Receiving free money can cost you a lot.

I tend to think of myself as a glass-half-full type of gal. I mean sure, I've had days where it seems like one thing after another, after another, after yet another has gone into the crapper, just like everyone else. And even though I've experienced my fair share of heartache over the years, I feel I've been dealt a pretty decent hand in life.

I try to pay it forward as best I can, whether by doing volunteer work or donating clothing and household goods to those less fortunate. I’ll even drop $1 into the glass jars while at the grocery store. And if a neighborhood kid is selling chocolate bars for a buck, heck, you better believe I’ll do my part. And it appears you guys are doing your part as well.

The rise of crowdfunding

According to, in a Crowdfunding Industry Report created by Massolution, in 2012 alone over $2.7 billion was raised through sites like GoFundMe, GiveForward, and YouCaring.
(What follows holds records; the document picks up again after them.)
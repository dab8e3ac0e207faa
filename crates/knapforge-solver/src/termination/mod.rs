//! Termination conditions for cooperative cancellation.
//!
//! A termination is consulted before every decision node. When it fires,
//! the search stops and the best incumbent found so far is returned.

mod composite;
mod external;
mod node_count;
mod time;

use std::fmt::Debug;

use crate::scope::SearchScope;

pub use composite::OrTermination;
pub use external::ExternalTermination;
pub use node_count::NodeCountTermination;
pub use time::TimeTermination;

/// Decides, before each decision node, whether a solve should give up and
/// return its incumbent.
pub trait Termination: Send + Sync + Debug {
    /// True if the search must stop now.
    fn is_terminated(&self, scope: &SearchScope) -> bool;
}

/// Never stops the search; the default for [`Solver`](crate::Solver).
#[derive(Debug, Clone, Copy, Default)]
pub struct NoTermination;

impl Termination for NoTermination {
    #[inline]
    fn is_terminated(&self, _scope: &SearchScope) -> bool {
        false
    }
}

impl<T: Termination> Termination for Option<T> {
    #[inline]
    fn is_terminated(&self, scope: &SearchScope) -> bool {
        match self {
            Some(t) => t.is_terminated(scope),
            None => false,
        }
    }
}

impl<T: Termination + ?Sized> Termination for &T {
    #[inline]
    fn is_terminated(&self, scope: &SearchScope) -> bool {
        (**self).is_terminated(scope)
    }
}

#[cfg(test)]
mod tests;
This fund raising frenzy is called crowdfunding, and in 2013 that number jumped to a whopping $5.1 billion. That, my friend, is a lot of chocolate bars! But what exactly is this crowdfunding, and how does it work?

It’s pretty simple actually. In just a few short minutes anyone with a computer, smartphone, or tablet can create an account on one of these sites, then post a link on social media (or anywhere else for that matter) asking “the crowd” (us) to make donations to their cause. It’s a great way to reach a lot of people at once, especially in a situation to help a family in need with a medical, funeral, or emergency type of expense.

However, since these types of programs are fairly new, the rules on how to handle the taxes are still a bit vague. Do you have to claim the funds as income, or does it fall under the IRS annual gift tax exclusion? GoFundMe's website, for example, states that “while this is no means a guarantee, most donations on GoFundMe are simply considered to be 'personal gifts' which are not taxed as income in the US”. They follow up with suggesting you consult with a tax specialist.

Is the money considered income or a gift?

This is where it gets tricky… If you ask two tax professionals, one will say it falls under income, while the other will say it’s clearly a gift (as long as is does not fall under any form of a doing business definition). There is nothing that clearly states in writing how to handle this type of phenomenon. It’s too new. It can be interpreted differently by different people. Is it black and blue or gold and white? So what do you do?

Let’s say your dear friend’s house catches fire. Being the kind person you are, you decide to set up a crowdfunding campaign for her and her family. You enter the required information, and your bank account to complete the registration. Not to worry, once the money transfers into your account you can make a withdrawal and give it to her. Why did you do it this way instead of getting her bank information? Who knows. Maybe she was busy. Maybe you wanted to surprise her. Maybe you knew she would discourage you. Whatever the reason, it happens. 

After a couple of weeks, and many $25-$500 donations trickling in, you have raised a little over $15,000. You transfer the funds to your bank, and have a cashier’s check made payable to your friend. As you hand it to her, she’s all smiles. You are too, until you later realize you may get stuck with the tax bill.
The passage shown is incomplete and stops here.